There are many reasons for this and many causes for pessimism. But our work as peace researchers in Colombia highlights an underrecognized element of peace, both in Colombia and in other conflict-affected countries globally. These are the small-scale, everyday practices and resources that exist at the hyperlocal level, through which people construct meaning out of the harms they have suffered and ultimately build their futures. These local practices provide cause for hope and should guide domestic and international policy choices moving forward.
In daily life, such small-scale peace looks deceptively simple. Examples from our research include an aqueduct in the middle of the desert, the restoration of devastated mangroves, memory exercises in isolated rural areas, restoring a village soccer field, and rebuilding a market. They can be personal and intimate, and they can be social and political. They are often surprising, as in one Colombian village where peace was expressed as improving the local systems for trash management that had been disturbed during the war.
There is little space for these examples of small-scale peace in narratives of armed group resurgence and state dysfunction that dominate news coverage in Colombia and drive policy decisions. Yet it is precisely in these areas of daily life where the prospect of nonrepetition of war is also rooted.
The state’s ‘transitional promise’
In countries emerging out of violence, the state makes a “transitional promise” to its citizens, based on a global gospel of forgiveness and reconciliation that has its roots in South Africa. In the townships of Cape Town, it was understood that pain must be socially recognized to create a new imagined nation — that the public exposure of suffering would have restorative capacity.
But Colombia complicates this picture of the transitional state. In this country and similar places, conflicts are not so clean as to have concrete phases of “during violence” and “after violence.”
Colombia, like most conflict-affected states, is governed by systemic violence, where building peace relates more to the daily lives of concrete human beings than to changes in the structure of the state or to other components of the international peace-building script. It is in this transformation of the everyday that the expectations of communities are grounded and that they can guarantee sustainability when formal processes and institutions fail.
And it is precisely at the level of everyday life in Colombia, where people experience conflict and peace in their small-scale, intimate forms, that the peace process has been undermined.
This includes the systematic murder of community leaders, including those advocating for human rights and those representing Indigenous groups, people of African descent, and farm laborers.
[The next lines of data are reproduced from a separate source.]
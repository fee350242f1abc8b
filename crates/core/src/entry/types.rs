//! Diary entry types.

use std::borrow::Cow;
use std::collections::BTreeMap;
use std::fmt;

use chrono::{DateTime, Utc};
use diary_shared::types::{EntryId, UserId};
use serde::{Deserialize, Deserializer, Serialize};
use validator::{Validate, ValidationError, ValidationErrors};

/// Longest accepted title, in characters.
pub const TITLE_MAX_LEN: usize = 200;

/// Longest accepted category, in characters.
pub const CATEGORY_MAX_LEN: usize = 100;

/// A stored diary entry.
#[derive(Debug, Clone, PartialEq, Eq, Serialize)]
#[serde(rename_all = "camelCase")]
pub struct DiaryEntry {
    /// Store-assigned id.
    pub id: EntryId,
    /// Title, never empty.
    pub title: String,
    /// Body text, may be empty.
    pub content: String,
    /// Free-form label used for filtering, may be empty.
    pub category: String,
    /// Creation time in UTC. Never changes after insert.
    pub created_at: DateTime<Utc>,
    /// Public URL of the attached image.
    pub image_url: Option<String>,
    /// Owner. Rows written before ownership existed have none.
    pub user_id: Option<UserId>,
}

impl DiaryEntry {
    /// Returns true when `user` owns this entry.
    #[must_use]
    pub fn is_owned_by(&self, user: &UserId) -> bool {
        self.user_id.as_ref() == Some(user)
    }
}

/// Create/edit form as submitted by the browser.
///
/// Owner and creation time are not part of the form. They come from the
/// session and the clock, so client-posted values are dropped.
#[derive(Debug, Clone, Default, PartialEq, Eq, Serialize, Deserialize, Validate)]
#[serde(default, rename_all = "camelCase")]
pub struct EntryForm {
    /// Id echoed back by the edit form. Anything that is not a number
    /// reads as `None`, which never matches a route id.
    #[serde(
        skip_serializing_if = "Option::is_none",
        deserialize_with = "lenient_id"
    )]
    pub id: Option<EntryId>,
    /// Title.
    #[validate(
        custom(function = "not_blank"),
        length(max = 200, message = "The Title field must be at most 200 characters.")
    )]
    pub title: String,
    /// Body text.
    pub content: String,
    /// Category label.
    #[validate(length(max = 100, message = "The Category field must be at most 100 characters."))]
    pub category: String,
    /// Public URL returned by the upload endpoint.
    pub image_url: Option<String>,
}

impl EntryForm {
    /// Trims title and category and turns a blank image URL into `None`.
    #[must_use]
    pub fn normalize(mut self) -> Self {
        self.title = self.title.trim().to_string();
        self.category = self.category.trim().to_string();
        self.image_url = self
            .image_url
            .map(|url| url.trim().to_string())
            .filter(|url| !url.is_empty());
        self
    }

    /// Checks field rules, collecting every failure.
    pub fn validate(&self) -> Result<(), FieldErrors> {
        Validate::validate(self).map_err(FieldErrors::from)
    }

    /// Splits the form into the fields an edit may change.
    #[must_use]
    pub fn into_changes(self) -> EntryChanges {
        EntryChanges {
            title: self.title,
            content: self.content,
            category: self.category,
            image_url: self.image_url,
        }
    }
}

fn not_blank(value: &str) -> Result<(), ValidationError> {
    if value.trim().is_empty() {
        return Err(ValidationError::new("required")
            .with_message(Cow::Borrowed("The Title field is required.")));
    }
    Ok(())
}

fn lenient_id<'de, D>(deserializer: D) -> Result<Option<EntryId>, D::Error>
where
    D: Deserializer<'de>,
{
    #[derive(Deserialize)]
    #[serde(untagged)]
    enum RawId {
        Number(i32),
        Text(String),
    }

    Ok(match Option::<RawId>::deserialize(deserializer)? {
        Some(RawId::Number(id)) => Some(EntryId(id)),
        Some(RawId::Text(text)) => text.parse().ok(),
        None => None,
    })
}

impl From<&DiaryEntry> for EntryForm {
    fn from(entry: &DiaryEntry) -> Self {
        Self {
            id: Some(entry.id),
            title: entry.title.clone(),
            content: entry.content.clone(),
            category: entry.category.clone(),
            image_url: entry.image_url.clone(),
        }
    }
}

/// Field-level validation messages keyed by form field.
#[derive(Debug, Clone, Default, PartialEq, Eq, Serialize)]
#[serde(transparent)]
pub struct FieldErrors(BTreeMap<String, Vec<String>>);

impl FieldErrors {
    /// Records a message for `field`.
    pub fn add(&mut self, field: &str, message: impl Into<String>) {
        self.0
            .entry(field.to_string())
            .or_default()
            .push(message.into());
    }

    /// Returns true when no field has a message.
    #[must_use]
    pub fn is_empty(&self) -> bool {
        self.0.is_empty()
    }

    /// Messages recorded for `field`.
    #[must_use]
    pub fn get(&self, field: &str) -> Option<&[String]> {
        self.0.get(field).map(Vec::as_slice)
    }
}

impl From<ValidationErrors> for FieldErrors {
    fn from(errors: ValidationErrors) -> Self {
        let mut fields = Self::default();
        for (field, failures) in errors.field_errors() {
            for failure in failures {
                let message = failure
                    .message
                    .as_ref()
                    .map_or_else(|| failure.code.to_string(), ToString::to_string);
                fields.add(&field, message);
            }
        }
        fields
    }
}

impl fmt::Display for FieldErrors {
    fn fmt(&self, f: &mut fmt::Formatter<'_>) -> fmt::Result {
        let messages: Vec<&str> = self.0.values().flatten().map(String::as_str).collect();
        f.write_str(&messages.join(" "))
    }
}

/// Data for inserting a new entry.
#[derive(Debug, Clone, PartialEq, Eq)]
pub struct NewEntry {
    /// Owner taken from the session.
    pub user_id: UserId,
    /// Title.
    pub title: String,
    /// Body text.
    pub content: String,
    /// Category label.
    pub category: String,
    /// Creation time.
    pub created_at: DateTime<Utc>,
    /// Attached image URL.
    pub image_url: Option<String>,
}

/// Fields an edit may change.
#[derive(Debug, Clone, PartialEq, Eq)]
pub struct EntryChanges {
    /// Title.
    pub title: String,
    /// Body text.
    pub content: String,
    /// Category label.
    pub category: String,
    /// Attached image URL, `None` detaches.
    pub image_url: Option<String>,
}

#[cfg(test)]
mod tests {
    use super::*;
    use rstest::rstest;

    fn form(title: &str) -> EntryForm {
        EntryForm {
            title: title.to_string(),
            ..EntryForm::default()
        }
    }

    #[test]
    fn test_normalize_trims_and_clears_blank_image() {
        let form = EntryForm {
            id: None,
            title: "  Morning  ".into(),
            content: "  kept as typed ".into(),
            category: " daily ".into(),
            image_url: Some("   ".into()),
        }
        .normalize();

        assert_eq!(form.title, "Morning");
        assert_eq!(form.content, "  kept as typed ");
        assert_eq!(form.category, "daily");
        assert_eq!(form.image_url, None);
    }

    #[rstest]
    #[case("", true)]
    #[case("   ", true)]
    #[case("A", false)]
    fn test_title_required(#[case] title: &str, #[case] fails: bool) {
        let result = form(title).validate();
        assert_eq!(result.is_err(), fails);
        if let Err(errors) = result {
            assert_eq!(
                errors.get("title"),
                Some(&["The Title field is required.".to_string()][..])
            );
        }
    }

    #[test]
    fn test_length_limits() {
        let mut form = form(&"t".repeat(TITLE_MAX_LEN + 1));
        form.category = "c".repeat(CATEGORY_MAX_LEN + 1);

        let errors = form.validate().unwrap_err();
        assert!(errors.get("title").is_some());
        assert!(errors.get("category").is_some());

        let at_limit = EntryForm {
            title: "é".repeat(TITLE_MAX_LEN),
            category: "c".repeat(CATEGORY_MAX_LEN),
            ..EntryForm::default()
        };
        assert!(at_limit.validate().is_ok());
    }

    #[rstest]
    #[case(r#"{"id":4}"#, Some(EntryId(4)))]
    #[case(r#"{"id":"4"}"#, Some(EntryId(4)))]
    #[case(r#"{"id":""}"#, None)]
    #[case(r#"{"id":"abc"}"#, None)]
    #[case(r#"{"id":null}"#, None)]
    #[case("{}", None)]
    fn test_unreadable_id_becomes_none(#[case] json: &str, #[case] expected: Option<EntryId>) {
        let form: EntryForm = serde_json::from_str(json).unwrap();
        assert_eq!(form.id, expected);
    }

    #[test]
    fn test_length_messages_name_the_limit() {
        let mut form = form(&"t".repeat(TITLE_MAX_LEN + 1));
        form.category = "c".repeat(CATEGORY_MAX_LEN + 1);

        let errors = form.validate().unwrap_err();
        assert_eq!(
            errors.get("title"),
            Some(&[format!("The Title field must be at most {TITLE_MAX_LEN} characters.")][..])
        );
        assert_eq!(
            errors.get("category"),
            Some(&[format!("The Category field must be at most {CATEGORY_MAX_LEN} characters.")][..])
        );
    }

    #[test]
    fn test_form_ignores_client_owner_and_timestamp() {
        let json = r#"{"title":"A","userId":"intruder","createdAt":"2001-01-01T00:00:00Z","imageUrl":"u"}"#;
        let form: EntryForm = serde_json::from_str(json).unwrap();

        assert_eq!(form.title, "A");
        assert_eq!(form.content, "");
        assert_eq!(form.image_url.as_deref(), Some("u"));
    }

    #[test]
    fn test_entry_serializes_camel_case() {
        let entry = DiaryEntry {
            id: EntryId(1),
            title: "A".into(),
            content: String::new(),
            category: "daily".into(),
            created_at: DateTime::from_timestamp(0, 0).unwrap(),
            image_url: None,
            user_id: Some(UserId::new("u1")),
        };

        let value = serde_json::to_value(&entry).unwrap();
        assert_eq!(value["createdAt"], "1970-01-01T00:00:00Z");
        assert_eq!(value["imageUrl"], serde_json::Value::Null);
        assert_eq!(value["userId"], "u1");
        assert!(entry.is_owned_by(&UserId::new("u1")));
        assert!(!entry.is_owned_by(&UserId::new("u2")));
    }
}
It includes the weakening and underfunding of programs seeking to integrate community-oriented development into peace building. It includes offering little in the way of productive and sustainable alternatives to cultivating coca. It includes few guarantees for the safety and re-integration of FARC soldiers.
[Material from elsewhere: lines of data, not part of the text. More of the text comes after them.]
//! Adds entry ownership.

use sea_orm_migration::prelude::*;

#[derive(DeriveMigrationName)]
pub struct Migration;

#[async_trait::async_trait]
impl MigrationTrait for Migration {
    async fn up(&self, manager: &SchemaManager) -> Result<(), DbErr> {
        let db = manager.get_connection();
        db.execute_unprepared(UP_SQL).await?;
        Ok(())
    }

    async fn down(&self, manager: &SchemaManager) -> Result<(), DbErr> {
        let db = manager.get_connection();
        db.execute_unprepared(DOWN_SQL).await?;
        Ok(())
    }
}

// Existing rows predate ownership, so the column stays nullable.
const UP_SQL: &str = r"
ALTER TABLE diary_entries ADD COLUMN user_id TEXT;

-- Index for a user's entries, newest first (the list query)
CREATE INDEX idx_diary_entries_user_created ON diary_entries(user_id, created_at DESC);
";

const DOWN_SQL: &str = r"
DROP INDEX IF EXISTS idx_diary_entries_user_created;
ALTER TABLE diary_entries DROP COLUMN user_id;
";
It means having to cut corners and make broad policies when tailored ones are necessary, and it means not listening to the needs of communities affected by war and violence. From this vantage point, it is easy to remain pessimistic about peace in Colombia.
Building the local
If it is only up to the local communities to pursue peace, what then is the role for the state? In Colombia, the absence of the state is acutely felt: daily injustices of not knowing what happened to loved ones who were murdered or disappeared, of not receiving a promised land title or reparation award, of not seeing the state repair local infrastructure, invest in schools, provide security, and much more. The rupture between the state’s actions and people’s everyday realities cultivates and reproduces systemic violence.
But again, the picture is not so simple; everyday life is intimately structured by state policies and promises. We believe that the state is vital to building local resources for small-scale peace, but its efforts must be directed accordingly and its transformational promises must be fulfilled.
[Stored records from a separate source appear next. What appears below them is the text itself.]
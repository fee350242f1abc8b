//! `SeaORM` Entity for the diary_entries table.

use sea_orm::entity::prelude::*;
use serde::{Deserialize, Serialize};

#[derive(Clone, Debug, PartialEq, DeriveEntityModel, Eq, Serialize, Deserialize)]
#[sea_orm(table_name = "diary_entries")]
pub struct Model {
    #[sea_orm(primary_key)]
    pub id: i32,
    #[sea_orm(column_type = "Text")]
    pub title: String,
    #[sea_orm(column_type = "Text")]
    pub content: String,
    #[sea_orm(column_type = "Text")]
    pub category: String,
    pub created_at: DateTimeWithTimeZone,
    #[sea_orm(column_type = "Text", nullable)]
    pub user_id: Option<String>,
    #[sea_orm(column_type = "Text", nullable)]
    pub image_url: Option<String>,
}

#[derive(Copy, Clone, Debug, EnumIter, DeriveRelation)]
pub enum Relation {}

impl ActiveModelBehavior for ActiveModel {}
The 2016 agreement between the FARC and the government foresaw much of this. While peace deals are traditionally centered around a negotiation over peace and justice that focuses on governments and armed groups, the Colombian agreement went far beyond that.
The agreement established provisions for restorative justice, agrarian reform, collective re-integration of members of armed groups, and truth and memorialization, among other things. Unlike many other peace agreements that only attend to elite interests, these are the sorts of policies that permeate down to touch people in their daily lives. No single accord can create and sustain the kinds of social transformations needed to establish durable peace, but their inclusion shows how transformative the agreement sought to be.
The truth commission’s mandate was set to expire on Nov. 28 of last year but was extended to June 2022, when it will become the first of the institutions created by the peace process to shut its doors. As the transitional system is dismantled, what remains will be ordinary citizens building their everyday worlds. It will remain up to them to stand up for peace and demand the change that their communities need in order to move further.
The challenge for Colombia, and those invested in its future, will be how best to identify, engage, and reinforce the local resources upon which individuals and communities can draw to re-imagine their future as the transitional promise in the country fades.
The international community’s job now is to recognize points of consensus and support local efforts to preserve the gains that have been made by the peace process. Beyond Colombia, the key lesson is that there is no template for peace. Peace building happens in the messy, complex, everyday lives of ordinary people and their daily struggles. This does not make for easy formulas. But it still requires the support and attention of international and national groups and individuals interested in localization efforts.